Book Review: Learning about learning (Learning outside the lines by Jonathan Mooney and David Cole)
Title: Learning Outside the Lines
Authors: Jonathan Mooney and David Cole
The first time I read this book was years ago after someone (though I can't remember who that genius was) recommended for me. At the time, I was in college and trying to navigate my way through wile being a non-traditional student with a learning disability. My experience reading it now, years later, no longer a student, has been different. Very different.
What's it about?
This is not a book of fiction, but the sharing of gathered experiences and the resulting knowledge of two people so many in the educational system had written off. These amazing guys, Mr. Jonathan Mooney and David Cole, continued fight their way through and found themselves in an Ivy League schools. This book is an examination of their uniquely tweaked learning styles and tips and trick that have helped them as they make their way through college with learning disabilities and ADHD.
Take way quotes:
- "The cold reality is that much of the valuable information relevant to our intellectual, personal and academic development is locked within the covers of books in the code of written language." (pg. 144) This line is kind of personal for me. As a person with a language based learning disability, decoding written words was so hard for me as a child and, for some reason, text books are often particularly hard for me. This line just rang so much truth in me. It was just one of those moments in which I felt seen by the authors as, so much of our academic success is wrapped up in being able to decode and extract information from written words.
- "Fiction has not write answers, and reading fiction is not about getting things right." (p.154)
Really, I just want to take this line, grab a megaphone and scream it in the halls of my high school before climbing up the nearest mountain for all of those English teachers who have ever told me or anyone else that our interpretations of literature are wrong. Especially those who have no issue telling people they are wrong, but can't actually explain why.

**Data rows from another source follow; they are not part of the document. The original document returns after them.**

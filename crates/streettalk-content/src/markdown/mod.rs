//! Markdown pipeline stages
//!
//! Escape, render with link rewriting, sanitize. The stages are composed by
//! [`ContentRenderer`](crate::ContentRenderer).

mod escape;
mod links;
mod render;
mod sanitize;

pub use escape::{escape_attribute, escape_html};
pub use links::{is_safe_href, SAFE_HREF_PREFIXES, SAFE_URL_SCHEMES};
pub use render::render_markdown;
pub use sanitize::Sanitizer;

- "Reading is about enjoying yourself and learning about the human experience." (pg. 155)
I mean, what more is there to say? It's full of beauty and truth!
- "In short, you can teach form but ideas are priceless." (p. 160)
At the risk of sounding bitter (and I might be a little bitter) I think this fact has been forgotten by so, so many teachers and people in charge of educating our youth have forgotten. We can teach information all day long, but we can't teach creating unique ideas.
What did I think about it?
I think that my favorite thing about this book is that it gives people like me a voice in a positive way. Most often, those with learning disabilities are seen as unsuccessful in academic settings. This time, the struggles aren't ignored or sugar coated, but it doesn't go down a path of failure, but rather offers a patchwork map to finding success. However, as reading it this time, I couldn't help but to strongly appreciate the validation I felt from this book as my family struggles with experiences my daughter has had in the current educational system.
However, as I am no longer a student, I found it less relevant then I felt it was the first time I read it. Truthfully, I honestly found myself using some of their brilliant tips and tricks for skimming texts and gaining information while doing it towards the end...especially through the section about tests as I have a nasty case of test anxiety and the sheer thought of taking a test again gave me some feelings. Some undesired feelings.
Over all, I loved reading and hearing the stories of two successful guys who found a way to give the system the finger as they proved so many wrong and created alternative ways to get through the dark and scary maze. I found myself thinking over and over again, that this book would have been a game changer if I was in school. But, irony in the idea of reading a book to learn how to learn in a non traditional way (including avoiding reading text books in their entirely) was not lost on me. I loved the idea of addressing the biggest study methods piece by piece, step by step in a humorous way while constantly addressing the elephant in the corner, that what works for them isn't necessarily what will work for you. That, really, what they are providing for you is a blue print made of tips and tricks gathered through an exhausting and seemingly endless string of success and fails in both moderate and epic proportions.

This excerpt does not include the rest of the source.